David Lowenthal 1923-2018

Blog by Hans Renes, October 13, 2018

On September 15, 2018, Prof. David Lowenthal died on the age of 95. He was perhaps the most important figure in the founding of Heritage Studies as an academic discipline. His best known work is The past is a foreign country, first published in 1985 and revised in 2015. The argument was enlarged in a later book, The Heritage Crusade and the Spoils of History (1996).

David Lowenthal was born in New York in 1923. He received a Bachelor in history from Harvard, but was employed as a geographer during the Second World War. Together with a photographer, he was sent to Europe to document roads, bridges and buildings in the areas conquered by the American army. He followed the army from Auvergne through Germany into Czechoslovakia. After the war he studied geography under Carl Sauer at Berkeley (California) and wrote a PhD on the pioneer environmental historian George Perkins Marsh (1958, revised ed. 2000). Marsh’s book Man and Nature (1864) was republished in 1965 with an Introduction by Lowenthal. Lowenthal’s interest in environmental history included not only the United States, but also the West Indies.

From 1956 he worked as a researcher for the American Geographical Society (AGS) in New York until his appointment in 1972 as a professor of geography at University College, London. Much of his early work is on historical geography, including one of the sharpest and funniest descriptions of landscape preferences: ‘English landscape tastes’ (written together with Hugh Prince). His research into landscape perception included landscape preferences and the way landscapes are valued.

As a geographer, Lowenthal focused on the history of the relations between human society and the environment. Related topics were landscape, heritage and identity. After landscape was largely excluded from geography by the leading geographer Richard Hartshorne and, a few decades later, by the ‘new geographers’ of the 1960s, Lowenthal was one of the people who saved landscape as a research topic within the discipline. His early works on landscape inspired others, including Denis Cosgrove and Kenneth Olwig.

His later work focused on heritage. Central in his vision was the difference between heritage and history. In a lecture a University College London in 2017 he formulated it as follows: “Heritage is not history: heritage is what people make of their history to make themselves feel good.” Where history seeks the truth, heritage instrumentalises history. To quote an interview with a Dutch newspaper (NRC, December 6, 2000): “In searching for our heritage we find the past we want to find”.

 

Some key publications by David Lowenthal

Lowenthal, D. (1958). George Perkins Marsh: Versatile Vermonter. New York: Columbia University Press.

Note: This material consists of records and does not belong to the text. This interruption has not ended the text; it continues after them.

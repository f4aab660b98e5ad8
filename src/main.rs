//! Event Harvester main entry point
//!
//! This is the command-line interface for the event directory harvester.

use anyhow::Context;
use clap::Parser;
use event_harvester::config::{load_config_with_hash, Config};
use event_harvester::crawler::{run_harvest, HarvestReport};
use event_harvester::extract::load_rules;
use event_harvester::output::{
    load_statistics, print_events, print_statistics, DEFAULT_RECENT_EVENTS,
};
use event_harvester::storage::{EventStore, SqliteStorage};
use std::path::{Path, PathBuf};
use tracing_subscriber::EnvFilter;

/// Event Harvester: a polite event-directory crawler
///
/// Walks the paginated listing pages of each configured target, scrapes
/// every event detail page, and reconciles the records into a SQLite store.
#[derive(Parser, Debug)]
#[command(name = "event-harvester")]
#[command(version)]
#[command(about = "A polite event-directory crawler", long_about = None)]
struct Cli {
    /// Path to TOML configuration file
    #[arg(value_name = "CONFIG")]
    config: PathBuf,

    /// Increase logging verbosity (-v, -vv, -vvv)
    #[arg(short, long, action = clap::ArgAction::Count)]
    verbose: u8,

    /// Suppress non-error output
    #[arg(short, long, conflicts_with = "verbose")]
    quiet: bool,

    /// Validate config and rules and show what would be crawled without crawling
    #[arg(long, conflicts_with_all = ["stats", "list"])]
    dry_run: bool,

    /// Show statistics from the database and exit
    #[arg(long, conflicts_with = "list")]
    stats: bool,

    /// Recently updated events shown with --stats
    #[arg(long, value_name = "N", default_value_t = DEFAULT_RECENT_EVENTS, requires = "stats")]
    recent: usize,

    /// List every stored event and exit
    #[arg(long)]
    list: bool,
}

#[tokio::main]
async fn main() -> anyhow::Result<()> {
    let cli = Cli::parse();

    setup_logging(cli.verbose, cli.quiet);

    tracing::info!("Loading configuration from: {}", cli.config.display());
    let (config, config_hash) = load_config_with_hash(&cli.config)
        .with_context(|| format!("Failed to load configuration from {}", cli.config.display()))?;
    tracing::info!("Configuration loaded successfully (hash: {})", config_hash);

    if cli.dry_run {
        handle_dry_run(&config)
    } else if cli.stats {
        handle_stats(&config, cli.recent)
    } else if cli.list {
        handle_list(&config)
    } else {
        handle_harvest(config, &config_hash).await
    }
}

/// Sets up the logging/tracing subscriber based on verbosity level
fn setup_logging(verbose: u8, quiet: bool) {
    let filter = if quiet {
        EnvFilter::new("error")
    } else {
        match verbose {
            0 => EnvFilter::new("event_harvester=info,warn"),
            1 => EnvFilter::new("event_harvester=debug,info"),
            2 => EnvFilter::new("event_harvester=trace,debug"),
            _ => EnvFilter::new("trace"),
        }
    };

    tracing_subscriber::fmt()
        .with_env_filter(filter)
        .with_target(false)
        .with_thread_ids(false)
        .with_file(false)
        .init();
}

/// Handles the --dry-run mode: validates config and rules, shows the targets
fn handle_dry_run(config: &Config) -> anyhow::Result<()> {
    let rules = load_rules(config.rules.path.as_deref().map(Path::new))
        .context("Failed to load extraction rules")?;

    println!("=== Event Harvester Dry Run ===\n");

    println!("Crawler Configuration:");
    println!("  Max pages: {}", config.crawler.max_pages);
    println!("  Request delay: {}ms", config.crawler.request_delay_ms);
    println!("  Max empty pages: {}", config.crawler.max_empty_pages);

    println!("\nHTTP:");
    println!("  User agent: {}", config.http.user_agent);
    println!("  Timeout: {}s", config.http.timeout_secs);
    println!(
        "  Retries: {} (backoff {}ms base + {}ms)",
        config.http.max_retries, config.http.backoff_base_ms, config.http.backoff_offset_ms
    );

    println!("\nOutput:");
    println!("  Database: {}", config.output.database_path);
    println!("  Batch size: {}", config.output.batch_size);

    println!("\nExtraction Rules:");
    match &config.rules.path {
        Some(path) => println!("  File: {}", path),
        None => println!("  Built-in defaults"),
    }
    println!("  Card selectors: {}", rules.listing.cards.len());
    println!("  Title selectors: {}", rules.detail.title.rules.len());

    println!("\nTargets ({}):", config.targets.len());
    for target in &config.targets {
        let max_pages = target.max_pages.unwrap_or(config.crawler.max_pages);
        println!("  - {} (up to {} pages)", target.url, max_pages);
    }

    println!("\n✓ Configuration is valid");
    println!("✓ Would crawl {} target(s)", config.targets.len());

    Ok(())
}

/// Handles the --stats mode: shows statistics from the database
fn handle_stats(config: &Config, recent: usize) -> anyhow::Result<()> {
    println!("Database: {}\n", config.output.database_path);

    let storage = open_database(config)?;
    let stats = load_statistics(&storage, recent)?;
    print_statistics(&stats);

    Ok(())
}

/// Handles the --list mode: prints every stored event
fn handle_list(config: &Config) -> anyhow::Result<()> {
    let storage = open_database(config)?;
    let events = storage.list_events()?;
    print_events(&events);

    Ok(())
}

fn open_database(config: &Config) -> anyhow::Result<SqliteStorage> {
    SqliteStorage::new(Path::new(&config.output.database_path))
        .context("Failed to open the event database")
}

/// Handles the main harvest operation
async fn handle_harvest(config: Config, config_hash: &str) -> anyhow::Result<()> {
    tracing::info!(
        "Targets: {}, max pages: {}, delay: {}ms",
        config.targets.len(),
        config.crawler.max_pages,
        config.crawler.request_delay_ms
    );

    match run_harvest(config, config_hash).await {
        Ok(report) => {
            print_report(&report);
            Ok(())
        }
        Err(e) => {
            tracing::error!("Harvest failed: {}", e);
            Err(e.into())
        }
    }
}

fn print_report(report: &HarvestReport) {
    println!("\n=== Harvest Summary (run #{}) ===", report.run_id);
    println!("  Targets crawled: {}", report.targets);
    println!("  Pages visited: {}", report.pages_visited);
    println!("  Events scraped: {}", report.records_scraped);
    println!("  Duplicates skipped: {}", report.duplicates_skipped);
    println!("  Failed detail pages: {}", report.failed_details);
    println!("  Inserted: {}", report.summary.inserted);
    println!("  Updated: {}", report.summary.updated);
    println!("  Errored: {}", report.summary.errored);
    println!("  Elapsed: {:.1}s", report.elapsed.as_secs_f64());
}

Lowenthal, D. (1975). Past time, present place: Landscape and memory. Geographical Review 65, 1–36.

Lowenthal, D. (1982). Finding valued landscapes. Progress in Human Geography 2, 373–418.

Lowenthal, D. (1985). The past is a foreign country. Cambridge: Cambridge University Press.

Lowenthal, D. (1996). The heritage crusade and the spoils of history. London: Viking.

Lowenthal, D. (2007). Islands, lovers, and others. The Geographical Review 97 (2), 202-229.

Lowenthal, D. (2007). Living with and looking at landscapes. Landscape Research 32, 635-656.

Lowenthal, D. (2015). The past is a foreign country revisited. Cambridge: Cambridge University Press.

Lowenthal, D. and Prince, H. C. (1964). English landscape tastes. The Geographical Review 55, 186-222.

 

Literature

Clout, H. (2018). David Lowenthal obituary: Scholar who established heritage studies as an academic discipline in its own right. The Guardian 27-9-2018.

Gold, J.R. (2009). Lowenthal, D. In: R. Kitchin & N. Thrift (eds). International Encyclopedia of Human Geography. Elsevier, Oxford, pp. 298-299. Renes J. (2009). Agrarian transformations. In: International Encyclopedia of Human Geography, Volume 1. Elsevier, Oxford, 58–64.

Marsh, J.P. (1965). Man and Nature; Or, Physical Geography as Modified by Human Action, with an Introduction by David Lowenthal. Harvard UP.

Olwig, K. R. (2003). Forum: The Lowenthal papers. Annals of the Association of American Geographers 93, 851.

An interview by Yannis Hamilakis for the Annual Review of Anthropology, early in 2018, is available on https://vimeo.com/246465145

David Lowenthal was an enthusiast visitor of islands. Here he is seen on a ferry to one of the Norwegian islands in 1998.

Lowenthal at the San Francisco AAG Annual Meeting in 2016, where he discussed his work in an ‘author meets critics session’.